El presidente alertó de una supuesta derrota colectiva si los países recurren a medidas proteccionistas frente a la competencia. Mientras defendía la cooperación global, obvió la caída económica que afecta al tejido productivo español desde hace meses.
Sánchez insistió en que la concentración de riqueza debilita las democracias, sin mencionar el aumento fiscal de su Gobierno. Durante su discurso en Johannesburgo, presentó la crisis global como argumento para reforzar su agenda climática internacional.

El jefe del Ejecutivo habló de incertidumbre económica, pese a que sus políticas han generado dudas entre empresas e inversores. Sánchez alertó del riesgo de reducir la ayuda al desarrollo, alineando ese mensaje con su defensa del gasto público creciente.
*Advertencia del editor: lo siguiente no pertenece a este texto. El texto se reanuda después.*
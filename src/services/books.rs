//! Book catalog and ledger queries

use validator::Validate;

use crate::{
    error::AppResult,
    models::book::{Availability, Book, CreateBook, Restock, UpdateBook},
    repository::Repository,
};

#[derive(Clone)]
pub struct BooksService {
    repository: Repository,
}

impl BooksService {
    pub fn new(repository: Repository) -> Self {
        Self { repository }
    }

    pub async fn list(&self) -> AppResult<Vec<Book>> {
        self.repository.books.list().await
    }

    pub async fn get(&self, id: i32) -> AppResult<Book> {
        self.repository.books.get_by_id(id).await
    }

    pub async fn create(&self, data: &CreateBook) -> AppResult<Book> {
        data.validate()?;
        let book = self.repository.books.create(data).await?;
        tracing::info!(book_id = book.id, total_quantity = book.total_quantity, "Book created");
        Ok(book)
    }

    pub async fn update(&self, id: i32, data: &UpdateBook) -> AppResult<Book> {
        data.validate()?;
        self.repository.books.update(id, data).await
    }

    pub async fn delete(&self, id: i32) -> AppResult<()> {
        self.repository.books.delete(id).await?;
        tracing::info!(book_id = id, "Book deleted");
        Ok(())
    }

    /// Shelf count and availability flag
    pub async fn availability(&self, id: i32) -> AppResult<Availability> {
        self.repository.ledger.availability(id).await
    }

    /// Add copies to the shelf
    pub async fn restock(&self, id: i32, data: &Restock) -> AppResult<Availability> {
        data.validate()?;

        let mut tx = self.repository.pool.begin().await?;
        let availability = self.repository.ledger.restock(&mut tx, id, data.copies).await?;
        tx.commit().await?;

        tracing::info!(
            book_id = id,
            copies = data.copies,
            total_quantity = availability.total_quantity(),
            "Book restocked"
        );
        Ok(availability)
    }
}
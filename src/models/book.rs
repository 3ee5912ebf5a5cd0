//! Book model and the inventory ledger arithmetic

use chrono::{DateTime, Utc};
use serde::{Deserialize, Deserializer, Serialize};
use sqlx::FromRow;
use utoipa::ToSchema;
use validator::Validate;

use crate::error::{AppError, AppResult};

use super::catalog::Tag;

/// Book row from database
#[derive(Debug, Clone, Serialize, Deserialize, FromRow, ToSchema)]
pub struct Book {
    pub id: i32,
    pub name: String,
    pub author: String,
    pub description: String,
    pub isbn: String,
    pub category_id: Option<i32>,
    pub visible: bool,
    /// Copies currently on the shelf (not copies owned)
    pub total_quantity: i32,
    pub is_available: bool,
    pub created_at: DateTime<Utc>,
    pub updated_at: DateTime<Utc>,
    // Populated by the catalog queries, empty otherwise
    #[sqlx(skip)]
    #[serde(default)]
    pub tags: Vec<Tag>,
}

/// Create book request
#[derive(Debug, Deserialize, Validate, ToSchema)]
pub struct CreateBook {
    #[validate(length(min = 1, max = 255, message = "Name must be 1 to 255 characters"))]
    pub name: String,
    #[validate(length(min = 1, max = 255, message = "Author must be 1 to 255 characters"))]
    pub author: String,
    pub description: Option<String>,
    #[validate(length(max = 20, message = "ISBN must be at most 20 characters"))]
    pub isbn: Option<String>,
    pub category_id: Option<i32>,
    #[serde(default)]
    pub tag_ids: Vec<i32>,
    /// Copies initially on the shelf
    #[validate(range(min = 0, message = "Quantity cannot be negative"))]
    pub quantity: i32,
    pub visible: Option<bool>,
}

/// Update book request (metadata only; quantity belongs to the ledger)
#[derive(Debug, Deserialize, Validate, ToSchema)]
pub struct UpdateBook {
    #[validate(length(min = 1, max = 255, message = "Name must be 1 to 255 characters"))]
    pub name: Option<String>,
    #[validate(length(min = 1, max = 255, message = "Author must be 1 to 255 characters"))]
    pub author: Option<String>,
    pub description: Option<String>,
    #[validate(length(max = 20, message = "ISBN must be at most 20 characters"))]
    pub isbn: Option<String>,
    /// Absent keeps the category, `null` clears it
    #[serde(default, deserialize_with = "present")]
    #[schema(value_type = Option<i32>)]
    pub category_id: Option<Option<i32>>,
    pub tag_ids: Option<Vec<i32>>,
    pub visible: Option<bool>,
}

/// Marks a key that was sent, so `null` can be told apart from a missing key
fn present<'de, D, T>(deserializer: D) -> Result<Option<Option<T>>, D::Error>
where
    D: Deserializer<'de>,
    T: Deserialize<'de>,
{
    Option::<T>::deserialize(deserializer).map(Some)
}

/// Restock request
#[derive(Debug, Deserialize, Validate, ToSchema)]
pub struct Restock {
    #[validate(range(min = 1, message = "At least one copy must be added"))]
    pub copies: i32,
}

/// A book's shelf count and the availability flag derived from it.
///
/// Fields are only set through the constructors below, which all recompute
/// `is_available`, so a value always satisfies
/// `is_available == (total_quantity > 0)`.
#[derive(Debug, Clone, Copy, PartialEq, Eq, Serialize, ToSchema)]
pub struct Availability {
    total_quantity: i32,
    is_available: bool,
}

/// Outcome of reading a possibly corrupted ledger row
#[derive(Debug, Clone, Copy, PartialEq, Eq)]
pub struct Repaired {
    pub availability: Availability,
    /// Stored quantity when it had gone negative
    pub clamped_from: Option<i32>,
    /// Stored flag disagreed with the quantity
    pub flag_corrected: bool,
}

impl Repaired {
    pub fn is_violation(&self) -> bool {
        self.clamped_from.is_some() || self.flag_corrected
    }
}

impl Availability {
    /// Build from a shelf count, clamping negatives to zero
    pub fn new(total_quantity: i32) -> Self {
        let total_quantity = total_quantity.max(0);
        Self {
            total_quantity,
            is_available: total_quantity > 0,
        }
    }

    /// Rebuild from stored columns, reporting anything that breaks the invariant
    pub fn from_stored(total_quantity: i32, is_available: bool) -> Repaired {
        let availability = Self::new(total_quantity);
        Repaired {
            availability,
            clamped_from: (total_quantity < 0).then_some(total_quantity),
            flag_corrected: is_available != availability.is_available,
        }
    }

    pub fn total_quantity(&self) -> i32 {
        self.total_quantity
    }

    pub fn is_available(&self) -> bool {
        self.is_available
    }

    /// Take one copy off the shelf
    pub fn allocate(self, book_id: i32) -> AppResult<Self> {
        if self.total_quantity <= 0 {
            return Err(AppError::NoCopiesAvailable(book_id));
        }
        Ok(Self::new(self.total_quantity - 1))
    }

    /// Put one copy back on the shelf
    pub fn release(self) -> Self {
        self.restock(1)
    }

    /// Add `copies` to the shelf. Saturates instead of overflowing.
    pub fn restock(self, copies: i32) -> Self {
        Self::new(self.total_quantity.saturating_add(copies.max(0)))
    }
}

#[cfg(test)]
mod tests {
    use super::*;

    #[test]
    fn test_new_derives_flag() {
        assert!(!Availability::new(0).is_available);
        assert!(Availability::new(3).is_available);
    }

    #[test]
    fn test_allocate_last_copy() {
        let a = Availability::new(1).allocate(7).unwrap();
        assert_eq!(a.total_quantity, 0);
        assert!(!a.is_available);
    }

    #[test]
    fn test_allocate_empty_shelf_rejected() {
        let err = Availability::new(0).allocate(7).unwrap_err();
        assert!(matches!(err, AppError::NoCopiesAvailable(7)));
    }

    #[test]
    fn test_release_makes_available() {
        let a = Availability::new(0).release();
        assert_eq!(a.total_quantity, 1);
        assert!(a.is_available);
    }

    #[test]
    fn test_from_stored_clamps_negative() {
        let repaired = Availability::from_stored(-2, true);
        assert_eq!(repaired.clamped_from, Some(-2));
        assert!(repaired.flag_corrected);
        assert_eq!(repaired.availability, Availability::new(0));
        assert!(repaired.is_violation());

        // Release after repair lands on one, not on -1
        assert_eq!(repaired.availability.release().total_quantity, 1);
    }

    #[test]
    fn test_from_stored_detects_stale_flag() {
        let repaired = Availability::from_stored(2, false);
        assert_eq!(repaired.clamped_from, None);
        assert!(repaired.flag_corrected);
        assert!(repaired.availability.is_available);
    }

    #[test]
    fn test_from_stored_consistent_row() {
        let repaired = Availability::from_stored(4, true);
        assert!(!repaired.is_violation());
    }

    #[test]
    fn test_flag_matches_quantity_after_any_sequence() {
        let mut a = Availability::new(2);
        for step in 0..20 {
            a = if step % 3 == 0 {
                a.release()
            } else {
                a.allocate(1).unwrap_or(a)
            };
            assert!(a.total_quantity >= 0);
            assert_eq!(a.is_available, a.total_quantity > 0);
        }
    }

    #[test]
    fn test_update_distinguishes_null_category() {
        let keep: UpdateBook = serde_json::from_str(r#"{"name": "Emma"}"#).unwrap();
        assert_eq!(keep.category_id, None);

        let clear: UpdateBook = serde_json::from_str(r#"{"category_id": null}"#).unwrap();
        assert_eq!(clear.category_id, Some(None));

        let set: UpdateBook = serde_json::from_str(r#"{"category_id": 4}"#).unwrap();
        assert_eq!(set.category_id, Some(Some(4)));
    }

    #[test]
    fn test_serializes_both_fields() {
        let json = serde_json::to_value(Availability::new(0).restock(3)).unwrap();
        assert_eq!(json["total_quantity"], 3);
        assert_eq!(json["is_available"], true);
    }

    #[test]
    fn test_restock_ignores_negative_and_saturates() {
        assert_eq!(Availability::new(2).restock(-5).total_quantity, 2);
        assert_eq!(Availability::new(i32::MAX).restock(1).total_quantity, i32::MAX);
    }
}
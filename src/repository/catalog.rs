//! Categories and tags repository

use sqlx::{Pool, Postgres};

use crate::{
    error::{AppError, AppResult},
    models::catalog::{Category, CreateCategory, CreateTag, Tag},
};

#[derive(Clone)]
pub struct CatalogRepository {
    pool: Pool<Postgres>,
}

impl CatalogRepository {
    pub fn new(pool: Pool<Postgres>) -> Self {
        Self { pool }
    }

    // ---- Categories ----

    pub async fn list_categories(&self) -> AppResult<Vec<Category>> {
        let rows = sqlx::query_as::<_, Category>("SELECT * FROM categories ORDER BY name")
            .fetch_all(&self.pool)
            .await?;
        Ok(rows)
    }

    pub async fn create_category(&self, data: &CreateCategory) -> AppResult<Category> {
        let row = sqlx::query_as::<_, Category>(
            "INSERT INTO categories (name, visible) VALUES ($1, $2) RETURNING *",
        )
        .bind(&data.name)
        .bind(data.visible.unwrap_or(true))
        .fetch_one(&self.pool)
        .await?;
        Ok(row)
    }

    /// Delete a category; its books keep a NULL category
    pub async fn delete_category(&self, id: i32) -> AppResult<()> {
        let result = sqlx::query("DELETE FROM categories WHERE id = $1")
            .bind(id)
            .execute(&self.pool)
            .await?;

        if result.rows_affected() == 0 {
            return Err(AppError::NotFound(format!("Category with id {} not found", id)));
        }
        Ok(())
    }

    // ---- Tags ----

    pub async fn list_tags(&self) -> AppResult<Vec<Tag>> {
        let rows = sqlx::query_as::<_, Tag>("SELECT id, name FROM tags ORDER BY name")
            .fetch_all(&self.pool)
            .await?;
        Ok(rows)
    }

    pub async fn create_tag(&self, data: &CreateTag) -> AppResult<Tag> {
        sqlx::query_as::<_, Tag>(
            r#"
            INSERT INTO tags (name) VALUES ($1)
            ON CONFLICT (name) DO NOTHING
            RETURNING id, name
            "#,
        )
        .bind(&data.name)
        .fetch_optional(&self.pool)
        .await?
        .ok_or_else(|| AppError::Conflict(format!("Tag '{}' already exists", data.name)))
    }

    pub async fn delete_tag(&self, id: i32) -> AppResult<()> {
        let result = sqlx::query("DELETE FROM tags WHERE id = $1")
            .bind(id)
            .execute(&self.pool)
            .await?;

        if result.rows_affected() == 0 {
            return Err(AppError::NotFound(format!("Tag with id {} not found", id)));
        }
        Ok(())
    }
}
//! Background overdue sweep

use std::time::Duration;

use chrono::Utc;
use tokio::time::interval;

use crate::{config::ReservationsConfig, error::AppResult};

use super::reservations::ReservationsService;

/// Periodically marks approved reservations past their loan period as overdue
pub struct OverdueSweeper {
    reservations: ReservationsService,
    interval: Duration,
}

impl OverdueSweeper {
    pub fn new(reservations: ReservationsService, config: &ReservationsConfig) -> Self {
        Self {
            reservations,
            interval: Duration::from_secs(config.sweep_interval_secs.max(1)),
        }
    }

    /// One sweep as of now
    pub async fn run_cycle(&self) -> AppResult<u64> {
        self.reservations.run_overdue_sweep(Utc::now()).await
    }

    /// Spawn the sweep loop. The first cycle runs immediately.
    pub fn start(self) -> tokio::task::JoinHandle<()> {
        tokio::spawn(async move {
            let mut ticker = interval(self.interval);

            loop {
                ticker.tick().await;

                match self.run_cycle().await {
                    Ok(0) => tracing::debug!("Overdue sweep found nothing"),
                    Ok(transitioned) => {
                        tracing::info!(transitioned, "Overdue sweep marked reservations")
                    }
                    Err(e) => tracing::warn!(error = %e, "Overdue sweep failed"),
                }
            }
        })
    }
}
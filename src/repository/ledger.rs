//! Inventory ledger: a book's shelf count and availability flag
//!
//! Mutations run inside the caller's transaction and start by locking the
//! book row (`SELECT ... FOR UPDATE`), so the check and the write of an
//! allocation are one unit for every server sharing the database.

use sqlx::{Pool, Postgres, Row, Transaction};

use crate::{
    error::{AppError, AppResult},
    models::book::Availability,
};

#[derive(Clone)]
pub struct LedgerRepository {
    pool: Pool<Postgres>,
}

impl LedgerRepository {
    pub fn new(pool: Pool<Postgres>) -> Self {
        Self { pool }
    }

    /// Current availability, without locking
    pub async fn availability(&self, book_id: i32) -> AppResult<Availability> {
        let row = sqlx::query("SELECT total_quantity, is_available FROM books WHERE id = $1")
            .bind(book_id)
            .fetch_optional(&self.pool)
            .await?
            .ok_or_else(|| AppError::NotFound(format!("Book with id {} not found", book_id)))?;

        Ok(Availability::from_stored(row.get("total_quantity"), row.get("is_available")).availability)
    }

    /// Lock the book row for the rest of the transaction and read its ledger
    pub async fn lock(
        &self,
        tx: &mut Transaction<'_, Postgres>,
        book_id: i32,
    ) -> AppResult<Availability> {
        let row = sqlx::query(
            "SELECT total_quantity, is_available FROM books WHERE id = $1 FOR UPDATE",
        )
        .bind(book_id)
        .fetch_optional(&mut **tx)
        .await?
        .ok_or_else(|| AppError::NotFound(format!("Book with id {} not found", book_id)))?;

        let stored_quantity: i32 = row.get("total_quantity");
        let stored_available: bool = row.get("is_available");
        let repaired = Availability::from_stored(stored_quantity, stored_available);

        if repaired.is_violation() {
            tracing::error!(
                book_id,
                stored_quantity,
                stored_available,
                "Inventory invariant violated, repairing ledger row"
            );
            self.store(tx, book_id, repaired.availability).await?;
        }

        Ok(repaired.availability)
    }

    /// Take one copy off the shelf, or fail with `NoCopiesAvailable`
    pub async fn allocate(
        &self,
        tx: &mut Transaction<'_, Postgres>,
        book_id: i32,
    ) -> AppResult<Availability> {
        let current = self.lock(tx, book_id).await?;
        let next = current.allocate(book_id)?;
        self.store(tx, book_id, next).await?;

        tracing::debug!(book_id, total_quantity = next.total_quantity(), "Copy allocated");
        Ok(next)
    }

    /// Put one copy back on the shelf
    pub async fn release(
        &self,
        tx: &mut Transaction<'_, Postgres>,
        book_id: i32,
    ) -> AppResult<Availability> {
        let current = self.lock(tx, book_id).await?;
        let next = current.release();
        self.store(tx, book_id, next).await?;

        tracing::debug!(book_id, total_quantity = next.total_quantity(), "Copy released");
        Ok(next)
    }

    /// Add new copies to the shelf
    pub async fn restock(
        &self,
        tx: &mut Transaction<'_, Postgres>,
        book_id: i32,
        copies: i32,
    ) -> AppResult<Availability> {
        if copies < 1 {
            return Err(AppError::Validation(
                "At least one copy must be added".to_string(),
            ));
        }

        let current = self.lock(tx, book_id).await?;
        let next = current.restock(copies);
        self.store(tx, book_id, next).await?;
        Ok(next)
    }

    async fn store(
        &self,
        tx: &mut Transaction<'_, Postgres>,
        book_id: i32,
        availability: Availability,
    ) -> AppResult<()> {
        sqlx::query(
            "UPDATE books SET total_quantity = $1, is_available = $2, updated_at = NOW() WHERE id = $3",
        )
        .bind(availability.total_quantity())
        .bind(availability.is_available())
        .bind(book_id)
        .execute(&mut **tx)
        .await?;

        Ok(())
    }
}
El presidente exhibió en el G20 la IV Conferencia de Sevilla como ejemplo de cooperación, resaltando iniciativas impulsadas por España.
Entre esas medidas destacó proyectos sobre sostenibilidad de deuda, tema que Sánchez usa para reforzar su narrativa climática.
El Gobierno presentó esos avances como logros concretos, aun cuando los efectos reales sobre economías vulnerables son discutidos. Sánchez evitó mencionar en su discurso las críticas que recibe en España por priorizar debates climáticos sobre empleo y energía.
El Ejecutivo insiste en la transición ecológica, mientras sectores industriales denuncian costes que frenan su competitividad. Durante la cumbre, Sánchez mantuvo su apuesta por políticas verdes, pese a los problemas que generan en empresas y consumidores.

El presidente reforzó su idea de que la cooperación climática es clave, aunque en España crece el malestar por sus exigencias.
Sánchez utilizó el escenario internacional para defender posiciones que su Gobierno intenta imponer en el marco europeo.
El discurso se centró en riesgos económicos globales, dejando fuera la pérdida de poder adquisitivo en los hogares españoles. Sánchez señaló que la fragmentación es un peligro, pero su política interna ha mostrado división incluso dentro de su coalición.
La intervención ante el G20 reflejó la estrategia del presidente de proyectar liderazgo exterior pese a tensiones nacionales. Sánchez insistió en que las instituciones deben protegerse, sin aludir al desgaste institucional vivido en España en su mandato.